This analysis should be read in conjunction with the Condensed Consolidated
Financial Statements.

Results of Operations

Sales for the current quarter were $4.1 billion, an $84.6 million increase,
or 2.1% over the comparable quarter ended January 10, 1996. Year-to-date,
sales were $7.0 billion, a $135.4 million increase over the comparable
period last year. Sales increases resulted primarily from an increase in
average store sales.  Average store sales increased 1.9% for the quarter and
1.8% year-to-date.  Identical store sales decreased  0.6 % for the quarter
and  0.8% year-to-date.

The Company opened 45 new stores, averaging 50,300 square feet, enlarged or
remodeled 50 stores, and closed 44 older stores, averaging 29,500 square
feet. As of January 8, 1997, retail space totaled 47.0 million square feet.
The Company has 1,179 stores in operation compared with 1,180 stores last
year.  Of the 1,179 stores, 859, or 72.9%,  are larger than 35,000 square
feet.  Currently, 63 new stores are under construction.  The Company plans
to open 90 new stores and will enlarge or remodel 80 existing stores in the
current fiscal year.

Gross profit increased $43.0 million for the quarter and $106.2 million,
year-to-date.  As a percent to sales, gross profit for the current quarter
was 24.4%, compared to 23.8% in the previous year.  Year-to-date, gross
profit as a percent to sales was 24.6%  in the current year, compared to
23.5% in the previous year.  The increase in gross profit margins is a
result of an improved inventory mix in our larger stores.

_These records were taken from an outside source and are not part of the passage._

//! Chrome native messaging framing: a little-endian `u32` length followed by
//! UTF-8 JSON.

use std::io::ErrorKind;

use serde::de::DeserializeOwned;
use serde::Serialize;
use tokio::io::{AsyncRead, AsyncReadExt, AsyncWrite, AsyncWriteExt};

use crate::errors::FrameError;

/// Largest message the browser may send to a native host.
pub const MAX_INBOUND_FRAME_BYTES: usize = 64 * 1024 * 1024;
/// Largest message a native host may send to the browser.
pub const MAX_OUTBOUND_FRAME_BYTES: usize = 1024 * 1024;

/// Reads one frame. `Ok(None)` is a clean end of stream between frames.
pub async fn read_frame<R>(reader: &mut R) -> Result<Option<Vec<u8>>, FrameError>
where
    R: AsyncRead + Unpin,
{
    let mut header = [0_u8; 4];
    match reader.read_exact(&mut header).await {
        Ok(_) => {}
        Err(err) if err.kind() == ErrorKind::UnexpectedEof => return Ok(None),
        Err(err) => return Err(err.into()),
    }

    let frame_len = u32::from_le_bytes(header) as usize;
    if frame_len > MAX_INBOUND_FRAME_BYTES {
        return Err(FrameError::TooLarge {
            frame_bytes: frame_len,
            max_bytes: MAX_INBOUND_FRAME_BYTES,
        });
    }

    let mut payload = vec![0_u8; frame_len];
    match reader.read_exact(&mut payload).await {
        Ok(_) => Ok(Some(payload)),
        Err(err) if err.kind() == ErrorKind::UnexpectedEof => {
            Err(FrameError::Truncated { expected: frame_len })
        }
        Err(err) => Err(err.into()),
    }
}

pub async fn write_frame<W>(writer: &mut W, payload: &[u8]) -> Result<(), FrameError>
where
    W: AsyncWrite + Unpin,
{
    if payload.len() > MAX_OUTBOUND_FRAME_BYTES {
        return Err(FrameError::TooLarge {
            frame_bytes: payload.len(),
            max_bytes: MAX_OUTBOUND_FRAME_BYTES,
        });
    }
    let len = u32::try_from(payload.len()).map_err(|_| FrameError::TooLarge {
        frame_bytes: payload.len(),
        max_bytes: MAX_OUTBOUND_FRAME_BYTES,
    })?;
    writer.write_all(&len.to_le_bytes()).await?;
    writer.write_all(payload).await?;
    writer.flush().await?;
    Ok(())
}

/// A JSON error leaves the stream aligned on the next frame.
pub async fn read_message<R, T>(reader: &mut R) -> Result<Option<T>, FrameError>
where
    R: AsyncRead + Unpin,
    T: DeserializeOwned,
{
    match read_frame(reader).await? {
        Some(payload) => Ok(Some(serde_json::from_slice(&payload)?)),
        None => Ok(None),
    }
}

pub async fn write_message<W, T>(writer: &mut W, message: &T) -> Result<(), FrameError>
where
    W: AsyncWrite + Unpin,
    T: Serialize,
{
    let payload = serde_json::to_vec(message)?;
    write_frame(writer, &payload).await
}
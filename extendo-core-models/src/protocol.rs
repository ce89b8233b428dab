use serde::{Deserialize, Serialize};
use serde_json::{Map, Number, Value};

use crate::constants::{
    BLACKIYA_API_VERSION, ORIGINAL_FORMAT, PULL_EVENT_ID_PREFIX, REPLAY_EVENT_ID_PREFIX,
};
use crate::enums::{
    CaptureSource, Completeness, ConversationEventType, EventSource, FailureCode, Fidelity,
};

/// Raw conversation document as captured by the peer (ChatGPT-style `title` + `mapping`).
pub type ConversationPayload = Map<String, Value>;

/// `[conversationId, payloadHash]`, the persisted form of one dedupe cache entry.
pub type PersistedConversationHashEntry = (String, String);

#[derive(Clone, Debug, Default, Serialize, Deserialize, PartialEq, Eq)]
pub struct CaptureMeta {
    #[serde(
        rename = "captureSource",
        default,
        skip_serializing_if = "Option::is_none"
    )]
    pub capture_source: Option<CaptureSource>,
    #[serde(default, skip_serializing_if = "Option::is_none")]
    pub fidelity: Option<Fidelity>,
    #[serde(default, skip_serializing_if = "Option::is_none")]
    pub completeness: Option<Completeness>,
}

impl CaptureMeta {
    pub fn canonical() -> Self {
        Self {
            capture_source: Some(CaptureSource::CanonicalApi),
            fidelity: Some(Fidelity::High),
            completeness: Some(Completeness::Complete),
        }
    }

    pub fn is_canonical(&self) -> bool {
        self.capture_source == Some(CaptureSource::CanonicalApi)
            && self.fidelity == Some(Fidelity::High)
            && self.completeness == Some(Completeness::Complete)
    }
}

#[derive(Clone, Debug, Serialize, Deserialize, PartialEq)]
pub struct ConversationEvent {
    pub api: String,
    #[serde(rename = "type")]
    pub event_type: ConversationEventType,
    pub event_id: String,
    pub conversation_id: String,
    pub payload: ConversationPayload,
    #[serde(default, skip_serializing_if = "Option::is_none")]
    pub capture_meta: Option<CaptureMeta>,
    #[serde(default, skip_serializing_if = "Option::is_none")]
    pub content_hash: Option<String>,
}

impl ConversationEvent {
    /// Builds the event a reconciliation pull is processed as. The id is derived
    /// from the conversation and the response timestamp so that repeated pulls of
    /// the same snapshot dedupe like repeated pushes.
    pub fn from_pull(response: &GetLatestSuccess) -> Self {
        Self {
            api: response.api.clone(),
            event_type: ConversationEventType::Updated,
            event_id: pull_event_id(&response.conversation_id, &response.ts),
            conversation_id: response.conversation_id.clone(),
            payload: response.data.clone(),
            capture_meta: None,
            content_hash: None,
        }
    }

    /// Source of an event received over the events port.
    pub fn port_source(&self) -> EventSource {
        if self.event_id.starts_with(REPLAY_EVENT_ID_PREFIX) {
            EventSource::Replay
        } else {
            EventSource::Push
        }
    }
}

pub fn pull_event_id(conversation_id: &str, ts: &Number) -> String {
    format!("{PULL_EVENT_ID_PREFIX}{conversation_id}:{ts}")
}

/// Requests this side sends to the peer over one-shot messaging.
#[derive(Clone, Debug, Serialize, Deserialize, PartialEq, Eq)]
#[serde(tag = "type")]
pub enum PeerRequest {
    #[serde(rename = "health.ping")]
    HealthPing { api: String },
    #[serde(rename = "conversation.getLatest")]
    GetLatest {
        api: String,
        #[serde(default, skip_serializing_if = "Option::is_none")]
        format: Option<String>,
    },
}

impl PeerRequest {
    pub fn health_ping() -> Self {
        PeerRequest::HealthPing {
            api: BLACKIYA_API_VERSION.into(),
        }
    }

    pub fn get_latest_original() -> Self {
        PeerRequest::GetLatest {
            api: BLACKIYA_API_VERSION.into(),
            format: Some(ORIGINAL_FORMAT.into()),
        }
    }

    pub fn to_value(&self) -> Value {
        // Plain strings only, serialization cannot fail.
        serde_json::to_value(self).unwrap_or_default()
    }
}

#[derive(Clone, Debug, Serialize, Deserialize, PartialEq, Eq)]
pub struct HealthResponse {
    pub ok: bool,
}

#[derive(Clone, Debug, Serialize, Deserialize, PartialEq)]
pub struct GetLatestSuccess {
    pub api: String,
    pub ts: Number,
    pub conversation_id: String,
    pub format: String,
    pub data: ConversationPayload,
}

#[derive(Clone, Debug, Serialize, Deserialize, PartialEq)]
pub struct PeerFailure {
    #[serde(default)]
    pub api: String,
    #[serde(default)]
    pub ts: Option<Number>,
    pub code: FailureCode,
    #[serde(default)]
    pub message: String,
}
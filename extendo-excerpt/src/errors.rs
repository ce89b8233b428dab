use extendo_storage::StoreError;
use thiserror::Error;

#[derive(Debug, Error, PartialEq, Eq)]
pub enum ExcerptError {
    #[error("Translations API instance is not configured.")]
    NotConfigured,
    #[error("failed to read settings: {0}")]
    Settings(#[from] StoreError),
    #[error("Failed to fetch compilation excerpt. maxTokens or variant is required")]
    MissingBudget,
    #[error("Failed to fetch compilation excerpt. {endpoint} -> {status} {reason}")]
    Status {
        endpoint: String,
        status: u16,
        reason: String,
    },
    #[error("Failed to fetch compilation excerpt. {endpoint} -> {cause}")]
    Transport { endpoint: String, cause: String },
    #[error("http client init failed: {0}")]
    Client(String),
}
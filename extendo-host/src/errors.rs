use extendo_blackiya::{ConfigError, PersistenceError};
use extendo_excerpt::ExcerptError;
use extendo_storage::StoreError;
use thiserror::Error;

#[derive(Debug, Error)]
pub enum FrameError {
    #[error("native messaging frame exceeds {max_bytes} bytes (got {frame_bytes})")]
    TooLarge { frame_bytes: usize, max_bytes: usize },
    #[error("native messaging frame truncated: expected {expected} bytes")]
    Truncated { expected: usize },
    #[error("native messaging I/O error: {0}")]
    Io(#[from] std::io::Error),
    #[error("invalid native messaging JSON payload: {0}")]
    Json(#[from] serde_json::Error),
}

#[derive(Debug, Error)]
pub enum HostError {
    #[error("invalid sync config: {0}")]
    Config(#[from] ConfigError),
    #[error("invalid value for {var}: {value}")]
    InvalidEnv { var: &'static str, value: String },
    #[error("settings store failed: {0}")]
    Store(#[from] StoreError),
    #[error("relay channel failed: {0}")]
    Frame(#[from] FrameError),
    #[error("translations client: {0}")]
    Persistence(#[from] PersistenceError),
    #[error("compilation client: {0}")]
    Excerpt(#[from] ExcerptError),
}
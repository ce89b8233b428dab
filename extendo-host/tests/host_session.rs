use std::time::Duration;

use extendo_host::*;
use serde_json::{json, Value};
use tokio::io::{duplex, DuplexStream};
use tokio::time::timeout;

async fn next_host_frame(relay_in: &mut DuplexStream) -> Option<HostFrame> {
    timeout(Duration::from_secs(5), read_message(relay_in))
        .await
        .expect("host frame in time")
        .expect("well-formed host frame")
}

async fn send(relay_out: &mut DuplexStream, frame: &Value) {
    write_message(relay_out, frame).await.expect("relay write");
}

#[tokio::test]
async fn boots_syncs_answers_runtime_messages_and_exits_on_eof() {
    let dir = tempfile::tempdir().unwrap();
    let config = HostConfig {
        store_path: dir.path().join("store.json"),
        peer_timeout: Duration::from_secs(2),
        blackiya_extension_id: Some("peer-extension".into()),
        ..HostConfig::default()
    };

    let (host_in, mut relay_out) = duplex(64 * 1024);
    let (host_out, mut relay_in) = duplex(64 * 1024);
    let host = tokio::spawn(serve(config, host_in, host_out));

    send(
        &mut relay_out,
        &json!({
            "kind": "runtime.message",
            "request_id": "rt-1",
            "message": {"type": "translate-selection"}
        }),
    )
    .await;

    let mut seen_port = None;
    let mut seen_pull = false;
    let mut runtime_response = None;
    while !(seen_pull && runtime_response.is_some()) {
        match next_host_frame(&mut relay_in).await.expect("host still running") {
            HostFrame::PeerRequest {
                request_id,
                peer_id,
                message,
            } => {
                assert_eq!(peer_id, "peer-extension");
                let reply = match message["type"].as_str() {
                    Some("health.ping") => json!({"ok": true}),
                    Some("conversation.getLatest") => {
                        seen_pull = true;
                        json!({
                            "ok": false, "api": "blackiya.events.v1", "ts": 1,
                            "code": "NOT_FOUND", "message": "nothing captured"
                        })
                    }
                    other => panic!("unexpected peer request {other:?}"),
                };
                send(
                    &mut relay_out,
                    &json!({"kind": "peer.response", "request_id": request_id, "ok": true, "reply": reply}),
                )
                .await;
            }
            HostFrame::PortOpen { port_id, name, .. } => {
                assert_eq!(name, "blackiya.events.v1");
                seen_port = Some(port_id);
            }
            HostFrame::RuntimeResponse {
                request_id,
                response,
            } => {
                assert_eq!(request_id, "rt-1");
                runtime_response = Some(response);
            }
        }
    }

    assert!(seen_port.is_some(), "port opened before the pull");
    assert_eq!(runtime_response, Some(Value::Null));

    drop(relay_out);
    let outcome = timeout(Duration::from_secs(5), host)
        .await
        .expect("host exits")
        .expect("host task");
    assert!(outcome.is_ok());

    let persisted: Value =
        serde_json::from_slice(&std::fs::read(dir.path().join("store.json")).unwrap()).unwrap();
    assert_eq!(persisted["blackiya_extension_id"], "peer-extension");
}
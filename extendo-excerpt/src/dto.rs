use std::fmt;

use serde::{Deserialize, Serialize};

pub const FETCH_COMPILATION_EXCERPT_TYPE: &str = "fetch-compilation-excerpt";

#[derive(Clone, Copy, Debug, Default, Serialize, Deserialize, PartialEq, Eq, Hash)]
#[serde(rename_all = "lowercase")]
pub enum LlmProvider {
    #[default]
    Openai,
    Grok,
    Gemini,
}

impl LlmProvider {
    pub fn as_str(&self) -> &'static str {
        match self {
            LlmProvider::Openai => "openai",
            LlmProvider::Grok => "grok",
            LlmProvider::Gemini => "gemini",
        }
    }
}

impl fmt::Display for LlmProvider {
    fn fmt(&self, f: &mut fmt::Formatter<'_>) -> fmt::Result {
        f.write_str(self.as_str())
    }
}

/// Keyboard shortcut variants, each with its own excerpt token budget.
#[derive(Clone, Copy, Debug, Serialize, Deserialize, PartialEq, Eq, Hash)]
#[serde(rename_all = "camelCase")]
pub enum TokenVariant {
    LeftCommandLeftOption0,
    RightCommandRightOption0,
    LeftCommandLeftOption7,
    RightCommandRightOption5,
}

impl TokenVariant {
    pub fn max_tokens(&self) -> u32 {
        match self {
            TokenVariant::LeftCommandLeftOption0 => 10_000,
            TokenVariant::RightCommandRightOption0 => 20_000,
            TokenVariant::LeftCommandLeftOption7 => 7_000,
            TokenVariant::RightCommandRightOption5 => 15_000,
        }
    }
}

#[derive(Clone, Debug, Serialize, Deserialize, PartialEq, Eq)]
pub struct CompilationFetchRequest {
    pub provider: LlmProvider,
    #[serde(rename = "maxTokens", default, skip_serializing_if = "Option::is_none")]
    pub max_tokens: Option<u32>,
    /// Shortcut that triggered the copy. Its budget applies when `maxTokens`
    /// is absent.
    #[serde(default, skip_serializing_if = "Option::is_none")]
    pub variant: Option<TokenVariant>,
}

impl CompilationFetchRequest {
    pub fn for_variant(provider: LlmProvider, variant: TokenVariant) -> Self {
        Self {
            provider,
            max_tokens: None,
            variant: Some(variant),
        }
    }

    pub fn token_budget(&self) -> Option<u32> {
        self.max_tokens
            .or_else(|| self.variant.map(|variant| variant.max_tokens()))
    }
}

/// Runtime messages this background half answers. Anything else is left to
/// other listeners.
#[derive(Clone, Debug, Serialize, Deserialize, PartialEq, Eq)]
#[serde(tag = "type")]
pub enum RuntimeRequest {
    #[serde(rename = "fetch-compilation-excerpt")]
    FetchCompilationExcerpt(CompilationFetchRequest),
}

#[derive(Clone, Debug, Serialize, Deserialize, PartialEq, Eq)]
pub struct CompilationFetchResponse {
    pub ok: bool,
    #[serde(default, skip_serializing_if = "Option::is_none")]
    pub text: Option<String>,
    #[serde(default, skip_serializing_if = "Option::is_none")]
    pub error: Option<String>,
}

impl CompilationFetchResponse {
    pub fn success(text: String) -> Self {
        Self {
            ok: true,
            text: Some(text),
            error: None,
        }
    }

    pub fn failure(error: impl Into<String>) -> Self {
        Self {
            ok: false,
            text: None,
            error: Some(error.into()),
        }
    }
}

#[cfg(test)]
mod tests {
    use super::*;
    use serde_json::json;

    #[test]
    fn variants_map_to_budgets() {
        let variant: TokenVariant = serde_json::from_value(json!("rightCommandRightOption5")).unwrap();
        assert_eq!(variant.max_tokens(), 15_000);
        assert_eq!(TokenVariant::LeftCommandLeftOption7.max_tokens(), 7_000);
    }

    #[test]
    fn request_parses_tagged_shape() {
        let RuntimeRequest::FetchCompilationExcerpt(request) = serde_json::from_value(json!({
            "type": "fetch-compilation-excerpt",
            "provider": "gemini",
            "maxTokens": 20000
        }))
        .unwrap();
        assert_eq!(request.provider, LlmProvider::Gemini);
        assert_eq!(request.token_budget(), Some(20_000));

        let other = serde_json::from_value::<RuntimeRequest>(json!({
            "type": "something-else",
            "provider": "gemini",
            "maxTokens": 1
        }));
        assert!(other.is_err());
    }

    #[test]
    fn explicit_budget_wins_over_shortcut_variant() {
        let RuntimeRequest::FetchCompilationExcerpt(request) = serde_json::from_value(json!({
            "type": "fetch-compilation-excerpt",
            "provider": "grok",
            "variant": "leftCommandLeftOption7"
        }))
        .unwrap();
        assert_eq!(request.token_budget(), Some(7_000));

        let pinned = CompilationFetchRequest {
            max_tokens: Some(1_234),
            ..request
        };
        assert_eq!(pinned.token_budget(), Some(1_234));

        let bare = CompilationFetchRequest {
            provider: LlmProvider::Openai,
            max_tokens: None,
            variant: None,
        };
        assert_eq!(bare.token_budget(), None);
        assert_eq!(
            CompilationFetchRequest::for_variant(LlmProvider::Gemini, TokenVariant::RightCommandRightOption0)
                .token_budget(),
            Some(20_000)
        );
    }

    #[test]
    fn responses_omit_unused_fields() {
        assert_eq!(
            serde_json::to_value(CompilationFetchResponse::success("excerpt".into())).unwrap(),
            json!({"ok": true, "text": "excerpt"})
        );
        assert_eq!(
            serde_json::to_value(CompilationFetchResponse::failure("nope")).unwrap(),
            json!({"ok": false, "error": "nope"})
        );
    }
}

Operating and administrative expenses increased $80.7 million for the
current quarter and $143.2 million year-to-date.  As a percent to sales,
operating and administrative expenses for the current quarter were 23.3%,
compared to 21.7% last year. Year-to-date, operating and administrative
expenses, as a percent to sales were 23.2% for the current year and 21.6%
for the previous year.  Our increase in operating and administrative expense
is due to a higher payroll percentage in our larger stores, occupancy cost
and depreciation expense.

Cash discounts and other income totaled $35.8 million in the second quarter,
compared to $34.4 million for the same quarter last year.  Year-to-date,
cash discounts and other income totaled $62.2 million compared to $62.4
million last year.  Investment income for the current quarter totaled $0.1
million compared to $1.0 million last year. Year-to-date, investment income
totaled $0.3 million for the current year, compared to $1.1 million in the
previous year.  The decrease in investment income is a result of a decrease
in funds available for investment.

                                  Page 5
<PAGE>
Results of Operations, continued

Interest expense totaled $7.2 million for the current quarter compared to
$6.6 million for the comparable period last year. Year-to-date, interest
expense totaled $11.7 million for the current year compared to $14.8 million
in the previous year.  The decrease in interest expense for the year is
related to the reduction in the obligations under capital leases.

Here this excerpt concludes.